• Out of persons attending general medical facilities in Kenya, 25-40 per cent have symptoms of mental illness.
• Financing UHC should include establishment of support centres, training of post-trauma counsellors, increasing the number of trained psychiatric nurses.
Kenya has less than 500 psychiatrists against a population of close to fifty million. Four in five Kenyans who commit suicide are pushed to it by depression.
The prevalence rate of common mental illness in Kenya stands at 10.3 per cent with a prevalence rate of suicidal thoughts of 7.9 per cent. Out of persons attending general medical facilities in Kenya, 25-40 per cent have symptoms of mental illness; mostly depression and anxiety.

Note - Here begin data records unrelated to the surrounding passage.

//! Tests for core records

use super::*;

#[test]
fn test_performance_builder() {
    let perf = QueryPerformance::new("SELECT 1", Duration::from_millis(42), 1)
        .with_plan_cost(Some(3.5))
        .with_index_usage(vec!["users_pkey".to_string()]);

    assert_eq!(perf.query, "SELECT 1");
    assert_eq!(perf.rows_affected, 1);
    assert_eq!(perf.plan_cost, Some(3.5));
    assert_eq!(perf.index_usage, vec!["users_pkey"]);
    assert!((perf.execution_time_ms() - 42.0).abs() < 1e-9);
}

#[test]
fn test_performance_serializes_time_in_millis() {
    let perf = QueryPerformance::new("SELECT 1", Duration::from_millis(1500), 0);

    let json = serde_json::to_value(&perf).unwrap();
    assert_eq!(json["execution_time_ms"], serde_json::json!(1500.0));
    assert!(json.get("execution_time").is_none());

    let back: QueryPerformance = serde_json::from_value(json).unwrap();
    assert_eq!(back.execution_time, Duration::from_millis(1500));
}

#[test]
fn test_negative_execution_time_is_rejected() {
    let json = serde_json::json!({
        "query": "SELECT 1",
        "execution_time_ms": -5.0,
        "rows_affected": 0,
        "plan_cost": null,
        "index_usage": [],
        "timestamp": "2025-01-01T00:00:00Z"
    });

    assert!(serde_json::from_value::<QueryPerformance>(json).is_err());
}

#[test]
fn test_execution_outcome() {
    assert_eq!(ExecutionOutcome::new(7).rows_affected, 7);
    assert_eq!(ExecutionOutcome::default().rows_affected, 0);
}

#[test]
fn test_out_of_range_execution_time_is_rejected() {
    let json = r#"{
        "query": "SELECT 1",
        "execution_time_ms": 1e300,
        "rows_affected": 0,
        "plan_cost": null,
        "index_usage": [],
        "timestamp": "2025-01-01T00:00:00Z"
    }"#;

    assert!(serde_json::from_str::<QueryPerformance>(json).is_err());
}
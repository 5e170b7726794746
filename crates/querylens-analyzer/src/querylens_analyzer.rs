//! querylens analyzer - plan inspection and optimization advice
//!
//! This crate provides functionality for:
//! - Adapting PostgreSQL and SQLite EXPLAIN output into the shared plan model
//! - Classifying plans (sequential scans, expensive sorts, inefficient joins)
//! - Best-effort extraction of WHERE / ORDER BY / JOIN columns from raw SQL
//! - Normalizing SQL into frequency-grouping keys
//! - Producing optimization suggestions and index recommendations

pub mod advisor;
pub mod explain;
pub mod extract;
pub mod inspector;
pub mod normalize;
pub mod suggestions;

pub use advisor::*;
pub use extract::{
    ClauseKind, ColumnExtractor, ColumnRef, LexicalExtractor, extract_join_columns,
    extract_order_by_columns, extract_where_columns,
};
pub use inspector::*;
pub use normalize::normalize;
pub use suggestions::*;
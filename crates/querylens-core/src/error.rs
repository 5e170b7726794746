//! Error types for querylens

use thiserror::Error;

/// Core error type for querylens operations
#[derive(Error, Debug)]
pub enum QueryLensError {
    #[error("Connection error: {0}")]
    Connection(String),

    #[error("Query error: {0}")]
    Query(String),

    #[error("Explain error: {0}")]
    Explain(String),

    #[error("Configuration error: {0}")]
    Configuration(String),

    #[error("IO error: {0}")]
    Io(#[from] std::io::Error),

    #[error("Serialization error: {0}")]
    Serialization(#[from] serde_json::Error),

    #[error("Invalid TOML: {0}")]
    Toml(#[from] toml::de::Error),

    #[error("Not supported: {0}")]
    NotSupported(String),

    #[error("{0}")]
    Other(String),
}

/// Result type alias for querylens operations
pub type Result<T> = std::result::Result<T, QueryLensError>;
//! querylens core - shared abstractions for the query performance analyzer
//!
//! This crate provides the types every other querylens crate depends on:
//!
//! - `DatabaseEngine` - the explain/execute capability a database must expose
//! - `PlanNode` / `QueryPlan` - engine-agnostic execution plan tree
//! - `QueryPerformance` - the per-analysis performance record
//! - `OptimizerConfig` - thresholds and history sizing
//! - `QueryLensError` - the shared error type

mod config;
mod engine;
mod error;
mod plan;
mod types;

pub use config::*;
pub use engine::*;
pub use error::*;
pub use plan::*;
pub use types::*;
use super::*;

#[test]
fn test_non_database_error_uses_display() {
    let err = "host=localhost port=notaport"
        .parse::<tokio_postgres::Config>()
        .unwrap_err();

    assert_eq!(format_postgres_error(&err), err.to_string());
}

Many young people face challenges that result in long periods of stress that eventually lead to serious mental health ailments including depression. Sexual defilement, verbal abuse by their peers, bullying in school to relationship issues at the workplace are among the factors making young people vulnerable to mental illness.
Productivity in education and at the workplace depends on the health of the mind. Families are also forced to spend at the expense of other needs to treat mental issues. Addressing mental health, in general, has not got the priority it deserves. Trauma counselling and therapy are expensive even in public health facilities.
Financing of the Universal Health Coverage should include the establishment of support centres, training of post-trauma counsellors, increasing the number of trained psychiatric nurses, supporting the establishment of financial empowerment programmes and poverty reduction as well as equipping health facilities with anti-depressants drugs.
Kenya must also establish policies that address the integration of UHC and mental health. Policies should also ensure mental health education and support begins at an early age.
Society can also make a change by handling mental health issues with the seriousness they deserve.